Aim of the exercise
Give the listing again, word for word.

Data records
impl Session {
    pub fn new(config: Config, map: &impl MapSource) -> Result<Self, GameError> {
        let tile_size = config.tile_size;
        if map.tile_size() != tile_size {
            return Err(GameError::InvalidMap(format!(
                "map tiles are {} px, config expects {} px",
                map.tile_size(),
                tile_size
            )));
        }

        let map_size = map.pixel_size();
        let map_tiles = (map_size.0 / tile_size, map_size.1 / tile_size);
        if map_tiles.0 <= 0 || map_tiles.1 <= 0 {
            return Err(GameError::InvalidMap(format!(
                "{}x{} px map holds no {} px tile",
                map_size.0, map_size.1, tile_size
            )));
        }
        let inside = |pos: GridPosition| {
            pos.x >= 0 && pos.y >= 0 && pos.x < map_tiles.0 && pos.y < map_tiles.1
        };

        let obstacles = match map.layer_tiles(COLLISION_LAYER) {
            Some(tiles) => {
                if let Some(pos) = tiles.iter().find(|&&pos| !inside(pos)) {
                    return Err(GameError::InvalidMap(format!(
                        "obstacle {:?} outside the {}x{} tile map",
                        pos, map_tiles.0, map_tiles.1
                    )));
                }
                ObstacleSet::new(tiles, tile_size)
            }
            None => {
                warn!("map has no '{}' layer, nothing blocks movement", COLLISION_LAYER);
                ObstacleSet::default()
            }
        };

        let mut units = UnitArena::new();
        let mut cursor_pos = None;
        for marker in map.markers() {
            let pos = GridPosition::from_world(marker.center.0, marker.center.1, tile_size);
            if !inside(pos) {
                return Err(GameError::InvalidMap(format!(
                    "marker '{}' at {:?} outside the map",
                    marker.name, pos
                )));
            }
            if marker.name == CURSOR_MARKER {
                cursor_pos = Some(pos);
            } else if UNIT_MARKERS.contains(&marker.name.as_str()) {
                let budget = marker.movement.unwrap_or(config.default_movement);
                units.spawn(&marker.name, pos, budget);
            } else {
                debug!(name = %marker.name, "ignoring marker");
            }
        }

        let cursor_pos = cursor_pos
            .or_else(|| units.iter().next().map(|u| u.position))
            .unwrap_or_default();

        let camera = Camera::new(config.viewport_size(), map_size);

        info!(
            obstacles = obstacles.len(),
            units = units.len(),
            cursor = ?cursor_pos,
            "session started"
        );

        let mut session = Self {
            config,
            map_size,
            obstacles,
            units,
            cursor: Cursor::new(cursor_pos, map_tiles),
            camera,
            reachable: HashSet::new(),
            flags: SessionFlags::NONE,
        };
        session.update();
        Ok(session)
    }

    pub fn is_paused(&self) -> bool {
        self.flags.contains(SessionFlags::PAUSED)
    }

    pub fn is_debug_overlay(&self) -> bool {
        self.flags.contains(SessionFlags::DEBUG_OVERLAY)
    }

    pub fn handle(&mut self, command: Command) -> Flow {
        match command {
            Command::Quit => return Flow::Quit,
            Command::Reset => {
                info!("session reset requested");
                return Flow::Reset;
            }
            Command::TogglePause => {
                self.flags.toggle(SessionFlags::PAUSED);
                info!(paused = self.is_paused(), "pause toggled");
                return Flow::Continue;
            }
            _ => {}
        }

        if self.is_paused() {
            return Flow::Continue;
        }

        let tile_size = self.config.tile_size;
        match command {
            Command::Move(direction) => {
                let (dx, dy) = direction.delta();
                self.cursor
                    .try_move(dx, dy, &self.obstacles, &self.units, tile_size);
            }
            Command::Action => match self.cursor.state() {
                CursorState::Idle => {
                    self.cursor.select(&self.units, tile_size);
                }
                CursorState::Escorting => {
                    self.cursor.confirm(&mut self.units, tile_size);
                }
            },
            Command::ToggleDebug => {
                self.flags.toggle(SessionFlags::DEBUG_OVERLAY);
                info!(debug = self.is_debug_overlay(), "debug overlay toggled");
            }
            Command::Quit | Command::Reset | Command::TogglePause => {}
        }
        Flow::Continue
    }

    /// Per-frame step: follow the cursor with the camera and rebuild the
    /// reachable overlay. Frozen while paused.
    pub fn update(&mut self) {
        if self.is_paused() {
            return;
        }

        let tile_size = self.config.tile_size;
        self.camera.update(&self.cursor.hitbox(tile_size));

        self.reachable = match self.cursor.selection() {
            Some(selection) => reachable_area(
                selection.anchor,
                selection.budget(&self.units),
                &self.obstacles,
                tile_size,
            ),
            None => HashSet::new(),
        };
    }

    fn push(&self, calls: &mut Vec<DrawCall>, kind: DrawKind, world: Rect) {
        calls.push(DrawCall {
            kind,
            world,
            screen: self.camera.apply(&world),
        });
    }

    fn tile_rect(&self, pos: GridPosition) -> Rect {
        let tile_size = self.config.tile_size;
        let (x, y) = pos.to_world(tile_size);
        Rect::new(x, y, tile_size, tile_size)
    }

    /// Everything to draw this frame, back to front.
    pub fn draw_list(&self) -> Vec<DrawCall> {
        let mut calls = Vec::new();
        let tile_size = self.config.tile_size;
        let view = self.camera.viewport();

        self.push(
            &mut calls,
            DrawKind::MapBackground,
            Rect::new(0, 0, self.map_size.0, self.map_size.1),
        );

        // only the tiles under the viewport
        let cols = self.map_size.0 / tile_size;
        let rows = self.map_size.1 / tile_size;
        let first_col = view.x.div_euclid(tile_size).max(0);
        let first_row = view.y.div_euclid(tile_size).max(0);
        let last_col = (view.right().div_euclid(tile_size) + 1).min(cols);
        let last_row = (view.bottom().div_euclid(tile_size) + 1).min(rows);
        for col in first_col..last_col {
            for row in first_row..last_row {
                let cell = self.tile_rect(GridPosition::new(col, row));
                if cell.intersects(&view) {
                    self.push(&mut calls, DrawKind::GridCell, cell);
                }
            }
        }

        let mut highlighted: Vec<&GridPosition> = self.reachable.iter().collect();
        highlighted.sort();
        for &pos in highlighted {
            self.push(&mut calls, DrawKind::Reachable, self.tile_rect(pos));
        }

        let selected = self.cursor.selection().map(|s| s.unit);
        for unit in self.units.iter() {
            let kind = DrawKind::Unit {
                selected: selected == Some(unit.id),
            };
            self.push(&mut calls, kind, unit.hitbox(tile_size));
        }

        let cursor_kind = DrawKind::Cursor {
            escorting: self.cursor.state() == CursorState::Escorting,
        };
        self.push(&mut calls, cursor_kind, self.cursor.hitbox(tile_size));

        if self.is_debug_overlay() {
            for obstacle in self.obstacles.iter() {
                self.push(&mut calls, DrawKind::Obstacle, self.tile_rect(obstacle.position));
            }
        }

        calls
    }
}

Exercise response
impl Session {
    pub fn new(config: Config, map: &impl MapSource) -> Result<Self, GameError> {
        let tile_size = config.tile_size;
        if map.tile_size() != tile_size {
            return Err(GameError::InvalidMap(format!(
                "map tiles are {} px, config expects {} px",
                map.tile_size(),
                tile_size
            )));
        }

        let map_size = map.pixel_size();
        let map_tiles = (map_size.0 / tile_size, map_size.1 / tile_size);
        if map_tiles.0 <= 0 || map_tiles.1 <= 0 {
            return Err(GameError::InvalidMap(format!(
                "{}x{} px map holds no {} px tile",
                map_size.0, map_size.1, tile_size
            )));
        }
        let inside = |pos: GridPosition| {
            pos.x >= 0 && pos.y >= 0 && pos.x < map_tiles.0 && pos.y < map_tiles.1
        };

        let obstacles = match map.layer_tiles(COLLISION_LAYER) {
            Some(tiles) => {
                if let Some(pos) = tiles.iter().find(|&&pos| !inside(pos)) {
                    return Err(GameError::InvalidMap(format!(
                        "obstacle {:?} outside the {}x{} tile map",
                        pos, map_tiles.0, map_tiles.1
                    )));
                }
                ObstacleSet::new(tiles, tile_size)
            }
            None => {
                warn!("map has no '{}' layer, nothing blocks movement", COLLISION_LAYER);
                ObstacleSet::default()
            }
        };

        let mut units = UnitArena::new();
        let mut cursor_pos = None;
        for marker in map.markers() {
            let pos = GridPosition::from_world(marker.center.0, marker.center.1, tile_size);
            if !inside(pos) {
                return Err(GameError::InvalidMap(format!(
                    "marker '{}' at {:?} outside the map",
                    marker.name, pos
                )));
            }
            if marker.name == CURSOR_MARKER {
                cursor_pos = Some(pos);
            } else if UNIT_MARKERS.contains(&marker.name.as_str()) {
                let budget = marker.movement.unwrap_or(config.default_movement);
                units.spawn(&marker.name, pos, budget);
            } else {
                debug!(name = %marker.name, "ignoring marker");
            }
        }

        let cursor_pos = cursor_pos
            .or_else(|| units.iter().next().map(|u| u.position))
            .unwrap_or_default();

        let camera = Camera::new(config.viewport_size(), map_size);

        info!(
            obstacles = obstacles.len(),
            units = units.len(),
            cursor = ?cursor_pos,
            "session started"
        );

        let mut session = Self {
            config,
            map_size,
            obstacles,
            units,
            cursor: Cursor::new(cursor_pos, map_tiles),
            camera,
            reachable: HashSet::new(),
            flags: SessionFlags::NONE,
        };
        session.update();
        Ok(session)
    }

    pub fn is_paused(&self) -> bool {
        self.flags.contains(SessionFlags::PAUSED)
    }

    pub fn is_debug_overlay(&self) -> bool {
        self.flags.contains(SessionFlags::DEBUG_OVERLAY)
    }

    pub fn handle(&mut self, command: Command) -> Flow {
        match command {
            Command::Quit => return Flow::Quit,
            Command::Reset => {
                info!("session reset requested");
                return Flow::Reset;
            }
            Command::TogglePause => {
                self.flags.toggle(SessionFlags::PAUSED);
                info!(paused = self.is_paused(), "pause toggled");
                return Flow::Continue;
            }
            _ => {}
        }

        if self.is_paused() {
            return Flow::Continue;
        }

        let tile_size = self.config.tile_size;
        match command {
            Command::Move(direction) => {
                let (dx, dy) = direction.delta();
                self.cursor
                    .try_move(dx, dy, &self.obstacles, &self.units, tile_size);
            }
            Command::Action => match self.cursor.state() {
                CursorState::Idle => {
                    self.cursor.select(&self.units, tile_size);
                }
                CursorState::Escorting => {
                    self.cursor.confirm(&mut self.units, tile_size);
                }
            },
            Command::ToggleDebug => {
                self.flags.toggle(SessionFlags::DEBUG_OVERLAY);
                info!(debug = self.is_debug_overlay(), "debug overlay toggled");
            }
            Command::Quit | Command::Reset | Command::TogglePause => {}
        }
        Flow::Continue
    }

    /// Per-frame step: follow the cursor with the camera and rebuild the
    /// reachable overlay. Frozen while paused.
    pub fn update(&mut self) {
        if self.is_paused() {
            return;
        }

        let tile_size = self.config.tile_size;
        self.camera.update(&self.cursor.hitbox(tile_size));

        self.reachable = match self.cursor.selection() {
            Some(selection) => reachable_area(
                selection.anchor,
                selection.budget(&self.units),
                &self.obstacles,
                tile_size,
            ),
            None => HashSet::new(),
        };
    }

    fn push(&self, calls: &mut Vec<DrawCall>, kind: DrawKind, world: Rect) {
        calls.push(DrawCall {
            kind,
            world,
            screen: self.camera.apply(&world),
        });
    }

    fn tile_rect(&self, pos: GridPosition) -> Rect {
        let tile_size = self.config.tile_size;
        let (x, y) = pos.to_world(tile_size);
        Rect::new(x, y, tile_size, tile_size)
    }

    /// Everything to draw this frame, back to front.
    pub fn draw_list(&self) -> Vec<DrawCall> {
        let mut calls = Vec::new();
        let tile_size = self.config.tile_size;
        let view = self.camera.viewport();

        self.push(
            &mut calls,
            DrawKind::MapBackground,
            Rect::new(0, 0, self.map_size.0, self.map_size.1),
        );

        // only the tiles under the viewport
        let cols = self.map_size.0 / tile_size;
        let rows = self.map_size.1 / tile_size;
        let first_col = view.x.div_euclid(tile_size).max(0);
        let first_row = view.y.div_euclid(tile_size).max(0);
        let last_col = (view.right().div_euclid(tile_size) + 1).min(cols);
        let last_row = (view.bottom().div_euclid(tile_size) + 1).min(rows);
        for col in first_col..last_col {
            for row in first_row..last_row {
                let cell = self.tile_rect(GridPosition::new(col, row));
                if cell.intersects(&view) {
                    self.push(&mut calls, DrawKind::GridCell, cell);
                }
            }
        }

        let mut highlighted: Vec<&GridPosition> = self.reachable.iter().collect();
        highlighted.sort();
        for &pos in highlighted {
            self.push(&mut calls, DrawKind::Reachable, self.tile_rect(pos));
        }

        let selected = self.cursor.selection().map(|s| s.unit);
        for unit in self.units.iter() {
            let kind = DrawKind::Unit {
                selected: selected == Some(unit.id),
            };
            self.push(&mut calls, kind, unit.hitbox(tile_size));
        }

        let cursor_kind = DrawKind::Cursor {
            escorting: self.cursor.state() == CursorState::Escorting,
        };
        self.push(&mut calls, cursor_kind, self.cursor.hitbox(tile_size));

        if self.is_debug_overlay() {
            for obstacle in self.obstacles.iter() {
                self.push(&mut calls, DrawKind::Obstacle, self.tile_rect(obstacle.position));
            }
        }

        calls
    }
}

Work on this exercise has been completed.